How does this impact me?
In sharing this news, several people have asked me about the implications of this change. If you don’t rely on CDC data or statistics, it might seem like a meaningless change. But when so many healthcare professionals step up and use their voices and platforms to tell you how terrifying this is—we need to pay attention.
Personally, I lean to the CDC for their information about STIs and sexual health, but there is so much more to it than that. Late last week, several OBGYNs shared they no longer had access to tools they used to help patients select birth control methods or to help patients with STI treatment.
If you’re someone who has been diagnosed with an STI, you probably came across relevant CDC statistics and data at some point. I know I did. Clinical and boring? Yes. Reliable and accurate? Also yes.
The removal of this information has an immediate impact on your care. More critically, the new initiative to deprioritize diversity, equity, and inclusion (DEI) initiatives will also have a long-term impact on your care. Healthcare is a human right. You deserve accurate information about your body—no matter what. The removal of basic public health information is a violation of your healthcare and access to competent care.
What the public doesn’t realize are the long-term longitudinal studies and annual reports housed within the CDC. Off the top of my head, these include the annual STI Surveillance Report and long-term impacts on LGBTQ+ youth. But there are so many others impacted, too.
This data removal has far-reaching consequences beyond just information access. It affects grant funding for vital research and community health programs that rely on CDC statistics to demonstrate need. Additionally, medical education and training for new healthcare providers, who traditionally rely on CDC guidelines for learning best practices, will face significant challenges in understanding how to provide inclusive, evidence-based care.
Trump’s deliberate mischaracterization and weaponization of DEI places these communities and our collective health in further danger. While the full impact remains uncertain, the future looks grim.
What do we do now?
Despite all of the looming clouds and fear surrounding this action, the good news is that there are still good people who genuinely care about your health and care. Thanks to vigilant employees who sounded the alarm, people were able to save crucial information needed to provide safe, quality, and inclusive care.
If you work in a field that relied on CDC information, would like access to this information, or are curious to see where you can find it, you can find resources here:
Abortion, Every Day! by Jessica Valenti: Jessica Valenti is housing CDC guidelines and resources deleted by the Trump Administration. She includes everything from sexual and intimate partner violence, provider resources, to youth reports.
Archive.org: The comprehensive database, collected by data archivists, houses all of the CDC datasets.
Whether everyone knows it or not, we will all be impacted by the increasing amounts of misinformation and attempts to restrict the public from accessing information about their bodies and health.
I want to reiterate that this is not normal. We are not meant to be pounded with an endless barrage of headlines, pummeled with fear for whether the government sees us as human, or worried about our friends and family.

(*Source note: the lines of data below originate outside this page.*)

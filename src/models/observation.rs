//! Decoded METAR observation model

use serde::{Deserialize, Serialize};

/// Structured fields decoded from a single raw METAR report.
///
/// All measurement fields are human-readable strings in the shapes the
/// decoder emits (e.g. wind `"W at 15 knots"`, visibility `"10 miles"`,
/// temperature `"22.0 C"`); the unit parsers in [`crate::briefing::units`]
/// recover numeric values from them. An observation is produced once per
/// fetch and never cached or shared across requests.
#[derive(Debug, Clone, Serialize, Deserialize)]
pub struct DecodedObservation {
    /// Reporting station ICAO identifier
    pub station: String,
    /// Observation time reconstructed from the day/hour/minute group
    pub time: String,
    /// Air temperature, e.g. `"22.0 C"`
    pub temperature: String,
    /// Dew point, e.g. `"18.0 C"`
    pub dew_point: String,
    /// Wind, e.g. `"W at 15 knots, gusting to 25 knots"` or `"calm"`
    pub wind: String,
    /// Visibility, e.g. `"10 miles"` or `"9000 meters"`
    pub visibility: String,
    /// Altimeter setting, e.g. `"29.92 inches"` or `"1013.0 mb"`
    pub pressure: String,
    /// Decoded weather phenomena in report order, e.g. `["light rain"]`
    pub weather: Vec<String>,
    /// Decoded sky layers in report order
    pub sky: Vec<String>,
    /// The raw report text this observation was decoded from
    pub raw: String,
}
//! Upstream client for aviationweather.gov and the NOAA text feed
//!
//! Thin async wrappers over the public data endpoints. Every call is
//! at most once; there are no retries and no circuit breaking, a failed
//! fetch surfaces immediately to the caller.

use std::time::Duration;

use reqwest::StatusCode;
use serde_json::Value;
use tracing::{debug, instrument};

use crate::config::UpstreamConfig;
use crate::models::SigmetRecord;
use crate::{Result, SkyBriefError};

/// HTTP client for the upstream weather feeds.
pub struct AwcClient {
    http: reqwest::Client,
    config: UpstreamConfig,
}

impl AwcClient {
    /// Build a client with the configured timeout.
    pub fn new(config: UpstreamConfig) -> Result<Self> {
        let http = reqwest::Client::builder()
            .timeout(Duration::from_secs(u64::from(config.timeout_seconds)))
            .user_agent(concat!("SkyBrief/", env!("CARGO_PKG_VERSION")))
            .build()
            .map_err(|err| {
                SkyBriefError::general(format!("Failed to build HTTP client: {err}"))
            })?;
        Ok(Self { http, config })
    }

    /// METAR reports for a station over the given time window, as the
    /// upstream JSON.
    #[instrument(skip(self))]
    pub async fn metar(&self, icao: &str, hours: f64) -> Result<Value> {
        let url = format!(
            "{}?ids={}&format=json&hours={hours}",
            self.config.metar_url,
            urlencoding::encode(icao)
        );
        self.get_json(&url).await
    }

    /// Latest TAF for a station, as the upstream JSON.
    #[instrument(skip(self))]
    pub async fn taf(&self, icao: &str) -> Result<Value> {
        let url = format!(
            "{}?ids={}&format=json",
            self.config.taf_url,
            urlencoding::encode(icao)
        );
        self.get_json(&url).await
    }

    /// PIREPs near a station within a radius (nautical miles) and time
    /// window (hours), as the upstream JSON.
    #[instrument(skip(self))]
    pub async fn pireps(&self, icao: &str, hours: f64, distance: u32) -> Result<Value> {
        let url = format!(
            "{}?format=json&hours={hours}&center={}&distance={distance}",
            self.config.pirep_url,
            urlencoding::encode(icao)
        );
        self.get_json(&url).await
    }

    /// International SIGMETs filtered by hazard and level, as the
    /// upstream JSON.
    #[instrument(skip(self))]
    pub async fn intl_sigmets(
        &self,
        hazard: &str,
        level: u32,
        date: Option<&str>,
    ) -> Result<Value> {
        let mut url = format!(
            "{}?format=json&hazard={}&level={level}",
            self.config.sigmet_url,
            urlencoding::encode(hazard)
        );
        if let Some(date) = date {
            url.push_str("&date=");
            url.push_str(&urlencoding::encode(date));
        }
        self.get_json(&url).await
    }

    /// Domestic AIR/SIGMET snapshot, as the upstream JSON.
    #[instrument(skip(self))]
    pub async fn airsigmets(&self) -> Result<Value> {
        let url = format!("{}?format=json", self.config.airsigmet_url);
        self.get_json(&url).await
    }

    /// Current advisory snapshot projected into [`SigmetRecord`]s.
    pub async fn sigmet_records(&self) -> Result<Vec<SigmetRecord>> {
        let feed = self.airsigmets().await?;
        Ok(SigmetRecord::from_feed(&feed))
    }

    /// Latest raw METAR report for a station from the NOAA text feed.
    ///
    /// The feed returns a two-line blob (issue time, then the report);
    /// anything shorter means no report is available.
    #[instrument(skip(self))]
    pub async fn raw_metar(&self, icao: &str) -> Result<String> {
        let icao = icao.to_uppercase();
        let url = format!(
            "{}/{icao}.TXT",
            self.config.noaa_text_url.trim_end_matches('/')
        );
        debug!("Fetching raw METAR from {url}");

        let response = self
            .http
            .get(&url)
            .send()
            .await
            .map_err(|err| SkyBriefError::upstream(format!("NOAA text feed: {err}")))?;

        if response.status() == StatusCode::NOT_FOUND {
            return Err(SkyBriefError::not_found(format!(
                "No METAR report available for {icao}"
            )));
        }
        let response = response
            .error_for_status()
            .map_err(|err| SkyBriefError::upstream(format!("NOAA text feed: {err}")))?;

        let body = response
            .text()
            .await
            .map_err(|err| SkyBriefError::upstream(format!("NOAA text feed: {err}")))?;

        let mut lines = body.lines();
        let _issued_at = lines.next();
        match lines.next() {
            Some(report) if !report.trim().is_empty() => Ok(report.trim().to_string()),
            _ => Err(SkyBriefError::not_found(format!(
                "No METAR report available for {icao}"
            ))),
        }
    }

    async fn get_json(&self, url: &str) -> Result<Value> {
        let response = self
            .http
            .get(url)
            .send()
            .await
            .map_err(|err| SkyBriefError::upstream(format!("{url}: {err}")))?
            .error_for_status()
            .map_err(|err| SkyBriefError::upstream(format!("{url}: {err}")))?;

        response
            .json()
            .await
            .map_err(|err| SkyBriefError::upstream(format!("Invalid JSON from {url}: {err}")))
    }
}
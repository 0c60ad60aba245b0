//! Route briefing tests against a local stand-in for the upstream feeds,
//! exercising the fetch -> decode -> analyze path including its failure
//! modes.

use axum::Router;
use axum::extract::Path;
use axum::http::StatusCode;
use axum::response::{IntoResponse, Response};
use axum::routing::get;
use skybrief::briefing::route;
use skybrief::{AppState, SkyBriefConfig, SkyBriefError};

const QUIET_REPORT: &str = "KMCI 311853Z 18006KT 10SM FEW250 25/10 A3001 RMK AO2";
const STORM_REPORT: &str = "KMIA 311853Z 09012KT 3SM +TSRA BKN015CB 28/24 A2995 RMK AO2";

async fn station_blob(Path(file): Path<String>) -> Response {
    match file.as_str() {
        "KMCI.TXT" => format!("2026/08/31 18:53\n{QUIET_REPORT}").into_response(),
        "KMIA.TXT" => format!("2026/08/31 18:53\n{STORM_REPORT}").into_response(),
        // A blob whose report line is not a METAR at all.
        "KZZZ.TXT" => "2026/08/31 18:53\nTHIS IS NOT A METAR".to_string().into_response(),
        _ => (StatusCode::NOT_FOUND, "not found").into_response(),
    }
}

/// Serve the two-line NOAA text shape and an empty advisory feed on an
/// ephemeral local port, returning the base URL.
async fn spawn_stub_feed() -> String {
    let app = Router::new()
        .route("/stations/{file}", get(station_blob))
        .route("/airsigmet", get(|| async { "[]".to_string() }));
    let listener = tokio::net::TcpListener::bind("127.0.0.1:0").await.unwrap();
    let addr = listener.local_addr().unwrap();
    tokio::spawn(async move {
        axum::serve(listener, app).await.unwrap();
    });
    format!("http://{addr}")
}

fn state_for(base_url: &str) -> AppState {
    let mut config = SkyBriefConfig::default();
    config.upstream.noaa_text_url = format!("{base_url}/stations");
    config.upstream.airsigmet_url = format!("{base_url}/airsigmet");
    AppState::new(config).unwrap()
}

#[tokio::test]
async fn briefing_covers_both_legs() {
    let base_url = spawn_stub_feed().await;
    let state = state_for(&base_url);

    let briefing = route::brief(&state, "kmci", "kmia").await.unwrap();

    assert_eq!(briefing.departure.icao, "KMCI");
    assert_eq!(briefing.arrival.icao, "KMIA");
    assert!(briefing.departure.summary_text.contains("Clear"));
    assert!(briefing.arrival.summary_text.contains("Severe Weather"));
}

#[tokio::test]
async fn departure_decode_failure_fails_whole_briefing() {
    let base_url = spawn_stub_feed().await;
    let state = state_for(&base_url);

    // The error carries no briefing at all; a valid arrival report must
    // not surface as a partial result.
    let err = route::brief(&state, "KZZZ", "KMCI").await.unwrap_err();
    assert!(matches!(err, SkyBriefError::Decode { .. }));
    assert_eq!(err.status_code(), StatusCode::NOT_FOUND);
}

#[tokio::test]
async fn missing_arrival_report_fails_whole_briefing() {
    let base_url = spawn_stub_feed().await;
    let state = state_for(&base_url);

    let err = route::brief(&state, "KMCI", "KNON").await.unwrap_err();
    assert!(matches!(err, SkyBriefError::NotFound { .. }));
    assert_eq!(err.status_code(), StatusCode::NOT_FOUND);
}
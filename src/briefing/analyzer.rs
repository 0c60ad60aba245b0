//! Station severity analyzer
//!
//! Combines parsed wind/visibility values, decoded weather phenomena and
//! active SIGMET advisories into an overall severity classification for
//! one station. Pure function of its inputs; safe to run concurrently
//! for different stations.

use std::fmt;

use serde::{Deserialize, Serialize};

use crate::briefing::{geometry, units};
use crate::models::{Coordinate, DecodedObservation, SigmetRecord};

/// Substitute speed when the wind field does not parse: treat it as calm.
pub const CALM_WIND_FALLBACK_KT: f64 = 0.0;

/// Substitute distance when the visibility field does not parse: treat it
/// as unlimited.
pub const UNLIMITED_VISIBILITY_FALLBACK_MI: f64 = 10.0;

/// Overall flight-weather severity for one station.
///
/// Serialized as the literal display strings the briefing frontend keys
/// its color coding on.
#[derive(Debug, Clone, Copy, PartialEq, Eq, PartialOrd, Ord, Serialize, Deserialize)]
pub enum Severity {
    /// No rule matched
    Clear,
    /// Conditions worth a look before departure
    #[serde(rename = "Significant Weather")]
    Significant,
    /// Hazardous conditions or an active SIGMET over the station
    #[serde(rename = "Severe Weather")]
    Severe,
}

impl fmt::Display for Severity {
    fn fmt(&self, f: &mut fmt::Formatter<'_>) -> fmt::Result {
        match self {
            Severity::Clear => write!(f, "Clear"),
            Severity::Significant => write!(f, "Significant Weather"),
            Severity::Severe => write!(f, "Severe Weather"),
        }
    }
}

/// Severity classification plus the hazards that drove it.
#[derive(Debug, Clone, Serialize, Deserialize)]
pub struct StationAnalysis {
    /// Overall classification
    pub overall: Severity,
    /// Hazard descriptions; `["None"]` when nothing was found
    pub hazards: Vec<String>,
}

/// Classify one station's weather.
///
/// `coordinate` is the station's registry entry; stations without one
/// skip SIGMET correlation entirely. A SIGMET whose box contains the
/// station forces [`Severity::Severe`] regardless of what the
/// wind/visibility/phenomena rules produced.
#[must_use]
pub fn analyze(
    observation: &DecodedObservation,
    coordinate: Option<Coordinate>,
    sigmets: &[SigmetRecord],
) -> StationAnalysis {
    let wind_kt = units::parse_wind(&observation.wind).unwrap_or(CALM_WIND_FALLBACK_KT);
    let visibility_mi = units::parse_visibility(&observation.visibility)
        .unwrap_or(UNLIMITED_VISIBILITY_FALLBACK_MI);
    // Decoded alongside the rest but not consulted by the rules below.
    let _temperature_c = units::parse_temperature(&observation.temperature).unwrap_or(f64::NAN);

    let phenomena: Vec<String> = observation
        .weather
        .iter()
        .map(|token| token.to_lowercase())
        .collect();
    let mentions = |needle: &str| phenomena.iter().any(|token| token.contains(needle));

    let mut overall = if wind_kt >= 25.0
        || visibility_mi < 3.0
        || mentions("thunderstorm")
        || mentions("tornado")
    {
        Severity::Severe
    } else if wind_kt >= 15.0
        || visibility_mi < 6.0
        || ["rain", "snow", "ice"].iter().any(|needle| mentions(needle))
    {
        Severity::Significant
    } else {
        Severity::Clear
    };

    let mut hazards = Vec::new();
    if let Some(coordinate) = coordinate {
        for sigmet in sigmets {
            if geometry::station_in_box(coordinate, sigmet) {
                hazards.push(format!(
                    "SIGMET: {}",
                    sigmet.hazard.as_deref().unwrap_or("Unknown")
                ));
                overall = Severity::Severe;
            }
        }
    }

    if hazards.is_empty() {
        hazards.push("None".to_string());
    }

    StationAnalysis { overall, hazards }
}
use std::sync::Arc;

use anyhow::Context;
use skybrief::{AppState, SkyBriefConfig, web};
use tracing_subscriber::EnvFilter;

#[tokio::main]
async fn main() -> anyhow::Result<()> {
    tracing_subscriber::fmt()
        .with_env_filter(
            EnvFilter::try_from_default_env().unwrap_or_else(|_| EnvFilter::new("info")),
        )
        .init();

    let config = SkyBriefConfig::load().context("Failed to load configuration")?;
    let state =
        Arc::new(AppState::new(config).context("Failed to initialise application state")?);

    web::run(state).await
}
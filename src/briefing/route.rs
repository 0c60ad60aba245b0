//! Route briefing composer
//!
//! Runs fetch, decode and analysis for the departure and arrival stations
//! and shapes the result into the briefing response. Both legs share one
//! SIGMET snapshot per request and are evaluated concurrently; a decode
//! failure on either leg fails the whole briefing.

use serde::{Deserialize, Serialize};
use tracing::warn;

use crate::briefing::analyzer::{self, Severity, StationAnalysis};
use crate::models::{Coordinate, DecodedObservation, SigmetRecord};
use crate::{AppState, Result, metar};

/// Analysis response for a single station.
#[derive(Debug, Clone, Serialize, Deserialize)]
pub struct AnalyzedStation {
    /// Severity classification and hazards
    pub analysis: StationAnalysis,
    /// The decoded observation the analysis was derived from
    pub decoded_metar: DecodedObservation,
}

/// One leg of a route briefing.
#[derive(Debug, Clone, Serialize, Deserialize)]
pub struct LegBriefing {
    /// Station ICAO identifier
    pub icao: String,
    /// Registry coordinate, absent for unknown stations
    pub coordinate: Option<Coordinate>,
    /// Human-readable summary of the leg's weather
    pub summary_text: String,
    /// Severity classification and hazards
    pub analysis: StationAnalysis,
    /// The decoded observation the analysis was derived from
    pub decoded_metar: DecodedObservation,
}

/// Departure and arrival briefings for one route.
#[derive(Debug, Clone, Serialize, Deserialize)]
pub struct RouteBriefing {
    /// Departure station briefing
    pub departure: LegBriefing,
    /// Arrival station briefing
    pub arrival: LegBriefing,
}

/// Fetch, decode and analyze the latest report for one station.
pub async fn analyzed_station(state: &AppState, icao: &str) -> Result<AnalyzedStation> {
    let icao = icao.to_uppercase();
    let raw = state.awc.raw_metar(&icao).await?;
    let decoded = metar::decode(&raw)?;
    let sigmets = active_sigmets(state).await;
    let analysis = analyzer::analyze(&decoded, state.stations.coordinate(&icao), &sigmets);
    Ok(AnalyzedStation {
        analysis,
        decoded_metar: decoded,
    })
}

/// Compose a briefing for a departure/arrival pair.
pub async fn brief(state: &AppState, departure: &str, arrival: &str) -> Result<RouteBriefing> {
    let sigmets = active_sigmets(state).await;

    let (departure, arrival) = tokio::try_join!(
        brief_leg(state, departure, &sigmets),
        brief_leg(state, arrival, &sigmets),
    )?;

    Ok(RouteBriefing { departure, arrival })
}

/// Current SIGMET snapshot, degrading to an empty list when the feed is
/// unreachable so briefings still classify from the observation alone.
async fn active_sigmets(state: &AppState) -> Vec<SigmetRecord> {
    match state.awc.sigmet_records().await {
        Ok(records) => records,
        Err(err) => {
            warn!("SIGMET feed unavailable, skipping hazard correlation: {err}");
            Vec::new()
        }
    }
}

async fn brief_leg(
    state: &AppState,
    icao: &str,
    sigmets: &[SigmetRecord],
) -> Result<LegBriefing> {
    let icao = icao.to_uppercase();
    let raw = state.awc.raw_metar(&icao).await?;
    let decoded = metar::decode(&raw)?;
    let coordinate = state.stations.coordinate(&icao);
    let analysis = analyzer::analyze(&decoded, coordinate, sigmets);
    let summary_text = compose_summary(&icao, &decoded, &analysis);
    Ok(LegBriefing {
        icao,
        coordinate,
        summary_text,
        analysis,
        decoded_metar: decoded,
    })
}

/// Multi-line leg summary: overall condition, winds, visibility and
/// phenomena, plus a hazards line only when conditions are severe.
#[must_use]
pub fn compose_summary(
    icao: &str,
    observation: &DecodedObservation,
    analysis: &StationAnalysis,
) -> String {
    let mut lines = vec![
        format!("Overall condition at {icao}: {}.", analysis.overall),
        format!("Winds: {}.", observation.wind),
        format!("Visibility: {}.", observation.visibility),
    ];

    if observation.weather.is_empty() {
        lines.push("Phenomena: none reported.".to_string());
    } else {
        lines.push(format!("Phenomena: {}.", observation.weather.join(", ")));
    }

    if analysis.overall == Severity::Severe {
        lines.push(format!("Hazards: {}.", analysis.hazards.join("; ")));
    }

    lines.join("\n")
}
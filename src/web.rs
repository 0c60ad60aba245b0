//! HTTP server setup: CORS layer, router and listener

use std::sync::Arc;

use anyhow::{Context, Result};
use axum::http::HeaderValue;
use tower_http::cors::{AllowOrigin, Any, CorsLayer};

use crate::{AppState, api};

/// Bind the configured port and serve the API until shutdown.
pub async fn run(state: Arc<AppState>) -> Result<()> {
    let origins = state
        .config
        .server
        .allowed_origins
        .iter()
        .map(|origin| {
            origin
                .parse::<HeaderValue>()
                .with_context(|| format!("Invalid CORS origin: {origin}"))
        })
        .collect::<Result<Vec<_>>>()?;

    let cors = CorsLayer::new()
        .allow_origin(AllowOrigin::list(origins))
        .allow_methods(Any)
        .allow_headers(Any);

    let app = api::router(state.clone()).layer(cors);

    let addr = format!("0.0.0.0:{}", state.config.server.port);
    let listener = tokio::net::TcpListener::bind(&addr)
        .await
        .with_context(|| format!("Failed to bind {addr}"))?;
    tracing::info!("SkyBrief listening on http://{addr}");
    axum::serve(listener, app)
        .await
        .context("Server terminated unexpectedly")?;
    Ok(())
}
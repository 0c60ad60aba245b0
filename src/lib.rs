//! `SkyBrief` - aviation weather aggregation and route briefing
//!
//! This library fetches METAR, TAF, PIREP and SIGMET data from the public
//! aviationweather.gov feeds, decodes raw METAR reports into structured
//! fields and classifies overall flight-weather severity per station.

pub mod api;
pub mod awc;
pub mod briefing;
pub mod config;
pub mod error;
pub mod metar;
pub mod models;
pub mod web;

// Re-export core types for public API
pub use awc::AwcClient;
pub use briefing::analyzer::{Severity, StationAnalysis};
pub use briefing::route::{AnalyzedStation, LegBriefing, RouteBriefing};
pub use briefing::stations::StationRegistry;
pub use config::SkyBriefConfig;
pub use error::SkyBriefError;
pub use models::{Coordinate, DecodedObservation, SigmetRecord};

/// Library version
pub const VERSION: &str = env!("CARGO_PKG_VERSION");

/// Core result type used throughout the library
pub type Result<T> = std::result::Result<T, SkyBriefError>;

/// Process-wide application state shared by all request handlers.
///
/// Built once at startup; the station registry is immutable afterwards and
/// handed to the analyzer by reference.
pub struct AppState {
    /// Loaded service configuration
    pub config: SkyBriefConfig,
    /// Upstream aviationweather.gov client
    pub awc: AwcClient,
    /// ICAO identifier to coordinate registry
    pub stations: StationRegistry,
}

impl AppState {
    /// Build the shared state from a loaded configuration.
    pub fn new(config: SkyBriefConfig) -> Result<Self> {
        let awc = AwcClient::new(config.upstream.clone())?;
        Ok(Self {
            config,
            awc,
            stations: StationRegistry::new(),
        })
    }
}

#[cfg(test)]
mod tests {
    use super::*;

    #[test]
    fn test_version_is_set() {
        assert!(!VERSION.is_empty());
    }

    #[test]
    fn test_app_state_construction() {
        let state = AppState::new(SkyBriefConfig::default()).unwrap();
        assert!(!state.stations.is_empty());
    }
}
//! HTTP API surface
//!
//! Proxy endpoints pass the upstream JSON through unchanged; the
//! `analyzed` and `route-weather` endpoints run the briefing core.

use std::sync::Arc;

use axum::{
    Router,
    extract::{Path, Query, State},
    response::Json,
    routing::get,
};
use serde::Deserialize;
use serde_json::Value;

use crate::briefing::route::{self, AnalyzedStation, RouteBriefing};
use crate::models::DecodedObservation;
use crate::{AppState, Result, metar};

#[derive(Debug, Deserialize)]
pub struct MetarQuery {
    /// Lookback window in hours
    #[serde(default = "default_metar_hours")]
    pub hours: f64,
}

#[derive(Debug, Deserialize)]
pub struct PirepQuery {
    /// Lookback window in hours
    #[serde(default = "default_pirep_hours")]
    pub hours: f64,
    /// Search radius in nautical miles
    #[serde(default = "default_pirep_distance")]
    pub distance: u32,
}

#[derive(Debug, Deserialize)]
pub struct SigmetQuery {
    /// Hazard filter, e.g. `turb` or `ice`
    #[serde(default = "default_sigmet_hazard")]
    pub hazard: String,
    /// Flight level filter
    #[serde(default = "default_sigmet_level")]
    pub level: u32,
    /// Optional snapshot date, RFC 3339
    pub date: Option<String>,
}

fn default_metar_hours() -> f64 {
    1.5
}

fn default_pirep_hours() -> f64 {
    2.0
}

fn default_pirep_distance() -> u32 {
    100
}

fn default_sigmet_hazard() -> String {
    "turb".to_string()
}

fn default_sigmet_level() -> u32 {
    3000
}

pub fn router(state: Arc<AppState>) -> Router {
    Router::new()
        .route("/metar/{icao}", get(get_metar))
        .route("/metar/decoded/{icao}", get(get_metar_decoded))
        .route("/metar/analyzed/{icao}", get(get_metar_analyzed))
        .route("/taf/{icao}", get(get_taf))
        .route("/pirep/{icao}", get(get_pireps))
        .route("/sigmet", get(get_sigmets))
        .route("/airsigmet", get(get_airsigmets))
        .route("/route-weather/{departure}/{arrival}", get(get_route_weather))
        .with_state(state)
}

async fn get_metar(
    State(state): State<Arc<AppState>>,
    Path(icao): Path<String>,
    Query(query): Query<MetarQuery>,
) -> Result<Json<Value>> {
    Ok(Json(state.awc.metar(&icao, query.hours).await?))
}

async fn get_metar_decoded(
    State(state): State<Arc<AppState>>,
    Path(icao): Path<String>,
) -> Result<Json<DecodedObservation>> {
    let raw = state.awc.raw_metar(&icao).await?;
    Ok(Json(metar::decode(&raw)?))
}

async fn get_metar_analyzed(
    State(state): State<Arc<AppState>>,
    Path(icao): Path<String>,
) -> Result<Json<AnalyzedStation>> {
    Ok(Json(route::analyzed_station(&state, &icao).await?))
}

async fn get_taf(
    State(state): State<Arc<AppState>>,
    Path(icao): Path<String>,
) -> Result<Json<Value>> {
    Ok(Json(state.awc.taf(&icao).await?))
}

async fn get_pireps(
    State(state): State<Arc<AppState>>,
    Path(icao): Path<String>,
    Query(query): Query<PirepQuery>,
) -> Result<Json<Value>> {
    Ok(Json(state.awc.pireps(&icao, query.hours, query.distance).await?))
}

async fn get_sigmets(
    State(state): State<Arc<AppState>>,
    Query(query): Query<SigmetQuery>,
) -> Result<Json<Value>> {
    Ok(Json(
        state
            .awc
            .intl_sigmets(&query.hazard, query.level, query.date.as_deref())
            .await?,
    ))
}

async fn get_airsigmets(State(state): State<Arc<AppState>>) -> Result<Json<Value>> {
    Ok(Json(state.awc.airsigmets().await?))
}

async fn get_route_weather(
    State(state): State<Arc<AppState>>,
    Path((departure, arrival)): Path<(String, String)>,
) -> Result<Json<RouteBriefing>> {
    Ok(Json(route::brief(&state, &departure, &arrival).await?))
}

#[cfg(test)]
mod tests {
    use super::*;

    #[test]
    fn test_query_defaults() {
        let query: MetarQuery = serde_json::from_str("{}").unwrap();
        assert!((query.hours - 1.5).abs() < f64::EPSILON);

        let query: PirepQuery = serde_json::from_str("{}").unwrap();
        assert!((query.hours - 2.0).abs() < f64::EPSILON);
        assert_eq!(query.distance, 100);

        let query: SigmetQuery = serde_json::from_str("{}").unwrap();
        assert_eq!(query.hazard, "turb");
        assert_eq!(query.level, 3000);
        assert!(query.date.is_none());
    }
}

None of this is normal, and your feelings and reactions are completely valid.
We’re all overwhelmed.
We’re scared for what’s to come. We’re worried for ourselves and the people and communities we love. We’re running on empty.
As my hope and optimism run low, I am reminded by the many professionals and government workers who jumped into action to salvage CDC data that there are people who care about our well-being, health, and right to exist—even if our government does not.